Unemployment: Get Ready To Get Fired!
"The unemployment rate is projected to continue rising for another year before topping out in double digits… Analysts say the high levels of joblessness would be accompanied by increases in child poverty, strained government budgets, and black and Latino unemployment rates approaching 20 percent." (The African-American unemployment rate is already 15% nation-wide, by the way.)
FUN FACT: Did you know that 2/3rds of New York City's unemployed do not receive unemployment insurance, according to the Fiscal Policy Institute?
FUN FACT: Did you know that we should be taking managers hostage when they try to lay us off, just as they do in France?
IT IS TRUE. Now more than ever is the time for nonviolent yet stern insurrection. Consider it! American corporations are throwing America to the wayside to survive. Who'll be laughing when there's no one to buy their cruddy products, however? Also it is time to start growing things and milking cows, so go barter your Vespa for a cow immediately, young playboy.












It will a revolution of strongly-worded letters.
There will be no revolution until we run out of corn syrup.
Looks like they're hiring up in New Hampshire.
Maybe it's time to pile all of our possessions onto the back of a truck and head on up there.
I was up there last weekend; the roadside ice cream industry was woefully understaffed.
Just get me up to New Hampshire, where I can pick me an orange when I want it. Or grapes. There's a thing I ain't never had enough of. Gonna get me a whole big bunch of grapes off a bush, or whatever, and I'm gonna squash 'em on my face and let 'em run offen my chin. Maybe I'll get me a whole washtub full of grapes and just sit in 'em and scrounge around in 'em until they're all gone.

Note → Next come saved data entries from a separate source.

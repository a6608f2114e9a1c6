use std::time::{Duration, Instant};

use crate::pal::Platform;

/// Monotonic wall-clock time measured from the moment the platform was created.
#[derive(Debug)]
pub(crate) struct RealPlatform {
    origin: Instant,
}

impl RealPlatform {
    pub(crate) fn new() -> Self {
        Self {
            origin: Instant::now(),
        }
    }
}

impl Platform for RealPlatform {
    fn now(&self) -> Duration {
        self.origin.elapsed()
    }
}
use std::thread;

use crate::{CompletedEvent, EventHandle, Result, Timer};

/// An open event that is stopped when the span is dropped.
///
/// Created by [`Timer::span()`]. Spans declared in the same scope are dropped in reverse
/// order of declaration, which is exactly the order the timer requires.
///
/// # Panics
///
/// Dropping a span that is not the innermost open event of its timer panics, as this means
/// the start/stop protocol was broken. If the thread is already panicking, the violation is
/// logged instead.
///
/// # Examples
///
/// ```
/// use nested_timer::Timer;
///
/// let timer = Timer::builder().echo(false).build();
/// {
///     let _total = timer.span("XOR_TOTAL");
///     {
///         let _xor = timer.span("XOR");
///         // Work measured as both `XOR` and `XOR_TOTAL.XOR`.
///     }
/// }
///
/// let report = timer.report().unwrap();
/// assert_eq!(report.get("XOR_TOTAL.XOR").unwrap().count(), 1);
/// ```
#[derive(Debug)]
#[must_use = "Measurements are taken between creation and drop"]
pub struct Span<'a> {
    timer: &'a Timer,

    // Only `None` after an explicit `stop()`.
    handle: Option<EventHandle>,
}

impl<'a> Span<'a> {
    pub(crate) fn new(timer: &'a Timer, handle: EventHandle) -> Self {
        Self {
            timer,
            handle: Some(handle),
        }
    }

    /// Stops the event now and returns the measurement.
    ///
    /// Unlike dropping the span, this reports a broken start/stop protocol as an error
    /// instead of panicking.
    ///
    /// # Errors
    ///
    /// Returns [`Error::StackDiscipline`][crate::Error::StackDiscipline] if the span is not
    /// the innermost open event.
    pub fn stop(mut self) -> Result<CompletedEvent> {
        let handle = self
            .handle
            .take()
            .expect("handle is only taken by stop() or drop(), both of which consume the span");

        self.timer.stop_event(handle)
    }
}

impl Drop for Span<'_> {
    fn drop(&mut self) {
        let Some(handle) = self.handle.take() else {
            return;
        };

        if let Err(error) = self.timer.stop_event(handle) {
            if thread::panicking() {
                tracing::error!(%error, "span dropped out of order during unwinding");
            } else {
                panic!("{error}");
            }
        }
    }
}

I sure would like that. Yes, sir, I sure would like that.
ayuh.
It occurred to me, as I read an article in the 'New Yorker' today, on preachy books written about artisanal and craft movements, while enroute to Brownsville to depose the production manager of a frozen shrimp plant (they say we thawed their crummy frozen shrimp), that the future of our economy hinges on the purchase of preachy books written about fulfilling occupations no one has the skills to fill, the magazine articles written about those preachy books, and the run-on gratis blog posts of individuals generally sore about an unfulfilling occupation one has the skill and infinite good fortune to fill.
Now, if you'll excuse me, I'm going to buy the new 'Maxim' and read about boobs.
The dirty secret is that there are no boobs in Maxim. There are many boobs of the other sort in the New Yorker.
Everyone needs to Twitter their layoffs. ALLAH AKBAR!
Yeah! Maybe we should all color-code our avatars or something! Too bad green is taken I guess.
What is the color of broke? Is it Ecru? Or more of a salmon?
I've worked in small business for five years.
I only go to the family-owned pharmacy in my neighborhood when I need aspirin, prescriptions, Band-Aids, etc.
I avoid chain restaurants and go to small, local businesses.
I tend to buy better clothing at sample sales directly from small designers or from Gilt Group. (And yes that is an invite link that would benefit me if you purchased and joined, which I do shamelessly.)
I try to buy my meat at the butcher and my vegetables/fruits at the green grocer.
It's both a revolution and a lifestyle.
Re: the NYC unemployment rate. Things are actually much worse than they seem here, because a large portion of the adult population isn't in the labor force (either employed or actively looking for work), probably because they've given up the search as hopeless. The participation rate – the share of the adult pop in the labor force – is 10-15 percentage points lower than it is nationally. The real unemployment rate in the city is probably 20%.
Isn't that number also swayed by the all the young'ins that got laid off and moved back home with Mom and Dad in NJ/CT? I've wondered about that, because I've heard a lot of those stories, and I'm not sure how that rate is calculated.
I'll be worried when the Bronx starts burning. NYC will get it's "character" back. Have fun.
See? Move to Pittsburgh!
The unemployment rate is calculated from a survey of about 60,000 households nationally every month. People are asked if they were working, looking for work, or just picking their nose during the previous month. If you're working or looking for work you've counted as part of the labor force. If you're doing neither you're counted as not in the labor force. Unemployment rate = those not working but looking for work/total labor force. Those picking their noses are asked if they'd like a job or not. The ones who say yes are counted as "marginally attached" to the labor force.
What's very high in NYC is the share of the pop that's neither working nor looking for work – I haven't checked the numbers recently, but last time I did it was about 10-15 percentage points higher than the national average.
If you've moved back the suburban lair with the parents then you don't register as relevant to NYC at all.
I'm sure it's a tiny percentage of that 10-15 percent, but I've got more than a few acquaintances who've been laid off from the banks, got a nice package and have decided not to work for the next year.
Just a nit picky point here for the WaPo, but if we're already pretty much at 10%, telling us it will "top out in the double digits" is kind of meaningless, no? I don't think anyone expects it to go above 99%. Right? RIGHT?
And crime, don't forget more crime, too!